E.L. Farmer & Co. General Manager Dave Musgraves said personal injury lawyers’ claims against the owners of 18-wheelers and their drivers have increased insurance rates to a nearly intolerable level. “You see all the billboards: ‘Hurt By a Big Truck?’ Musgraves said.

“They’ve really targeted in on the trucking industry and the juries are giving out nuclear-type verdicts, driving insurance companies out of Texas. Only six are still writing liability coverage for truckers.”

He said E.L. Farmer would hire more drivers if it could find them. “We haul things like casing, tubing, line pipe, machinery, wellhead equipment and production equipment,” Musgraves said.

“We have 75 owner-operators and a handful of company drivers working mostly in the Permian Basin, but sometimes going to Houston, East Texas and Oklahoma. All our trucks are diesels except for 20 hot shots.

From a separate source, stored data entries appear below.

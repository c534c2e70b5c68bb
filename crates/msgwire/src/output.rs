use std::io::IsTerminal;

use clap::ValueEnum;
use msgwire::message::{Hop, Parameters, Reply, Request};
use serde::Serialize;

#[derive(Clone, Debug, Copy, ValueEnum)]
pub enum OutputFormat {
    Json,
    Pretty,
}

impl OutputFormat {
    pub fn default_for_stdout() -> Self {
        if std::io::stdout().is_terminal() {
            Self::Pretty
        } else {
            Self::Json
        }
    }
}

#[derive(Serialize)]
struct FramesOutput<'a> {
    format: &'a str,
    frames: Vec<String>,
}

pub fn print_frames<B: AsRef<[u8]>>(format: &str, frames: &[B], output: OutputFormat) {
    let hex_frames: Vec<String> = frames.iter().map(hex::encode).collect();
    match output {
        OutputFormat::Json => {
            let out = FramesOutput {
                format,
                frames: hex_frames,
            };
            print_json(&out);
        }
        OutputFormat::Pretty => {
            for (index, (frame, hex)) in frames.iter().zip(&hex_frames).enumerate() {
                println!("frame[{index}] ({} bytes) {hex}", frame.as_ref().len());
            }
        }
    }
}

#[derive(Serialize)]
struct RequestOutput<'a> {
    format: &'a str,
    conn_id: Option<&'a str>,
    first_hop: bool,
    command: &'a str,
    parameters: &'a Parameters,
    trace: &'a [Hop],
}

pub fn print_request(format: &str, request: &Request, output: OutputFormat) {
    match output {
        OutputFormat::Json => print_json(&RequestOutput {
            format,
            conn_id: request.conn_id(),
            first_hop: request.is_first_hop(),
            command: &request.command,
            parameters: &request.parameters,
            trace: request.trace(),
        }),
        OutputFormat::Pretty => {
            println!("format={format} kind=request command={}", request.command);
            println!("conn_id={}", request.conn_id().unwrap_or("-"));
            print_parameters(&request.parameters);
        }
    }
}

#[derive(Serialize)]
struct ReplyOutput<'a> {
    format: &'a str,
    conn_id: Option<&'a str>,
    status: &'a str,
    message: &'a str,
    parameters: &'a Parameters,
    trace: &'a [Hop],
}

pub fn print_reply(format: &str, reply: &Reply, output: OutputFormat) {
    match output {
        OutputFormat::Json => print_json(&ReplyOutput {
            format,
            conn_id: reply.conn_id(),
            status: reply.status.as_str(),
            message: &reply.message,
            parameters: &reply.parameters,
            trace: reply.trace(),
        }),
        OutputFormat::Pretty => {
            println!("format={format} kind=reply status={}", reply.status);
            if !reply.message.is_empty() {
                println!("message={}", reply.message);
            }
            println!("conn_id={}", reply.conn_id().unwrap_or("-"));
            print_parameters(&reply.parameters);
        }
    }
}

pub fn print_names(names: &[&str], output: OutputFormat) {
    match output {
        OutputFormat::Json => print_json(&names),
        OutputFormat::Pretty => {
            for name in names {
                println!("{name}");
            }
        }
    }
}

fn print_parameters(parameters: &Parameters) {
    for (key, value) in parameters {
        println!("  {key}={value}");
    }
}

fn print_json<T: Serialize>(value: &T) {
    println!(
        "{}",
        serde_json::to_string(value).unwrap_or_else(|_| "{}".to_string())
    );
}
use regex::Regex;

use crate::error::{Result, StoryTellerError};

/// Rule-based sentence boundary splitter.
///
/// A sentence ends at a run of `.`, `!` or `?` followed by whitespace or end
/// of input. The terminator stays attached to its sentence. Trailing text
/// without a terminator still counts as a sentence, matching how a truncated
/// model completion should be treated.
pub struct SentenceSplitter {
    boundary: Regex,
}

impl SentenceSplitter {
    /// Compile the boundary rules. This is the startup check for the
    /// tokenization resource; a compile failure is a hard error before any
    /// generation work begins.
    pub fn new() -> Result<Self> {
        let boundary = Regex::new(r"[^.!?]*[.!?]+(?:\s+|$)|[^.!?]+$").map_err(|e| {
            StoryTellerError::SentenceRulesUnavailable {
                reason: e.to_string(),
            }
        })?;
        Ok(Self { boundary })
    }

    /// Split `text` into trimmed sentence strings, in order, no empties.
    pub fn split(&self, text: &str) -> Vec<String> {
        self.boundary
            .find_iter(text)
            .map(|m| m.as_str().trim().to_string())
            .filter(|s| !s.is_empty())
            .collect()
    }
}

“The big thing we have to tackle now is, how do we get young drivers into the industry, how do we fill the void? When we get a driver out of trucking school, he can’t get insurance without one year of experience. So they go over the road with a team driver and then come back into the oilfield. They can easily make $60,000 to $80,000 a year.”

Another obstacle, Musgraves said, is that drivers can get a CDL in Texas at age 18, but the minimum age in surrounding states is 21. “He could drive 800 miles across the state from El Paso to Texarkana, but he couldn’t go the last two miles into Arkansas,” he said.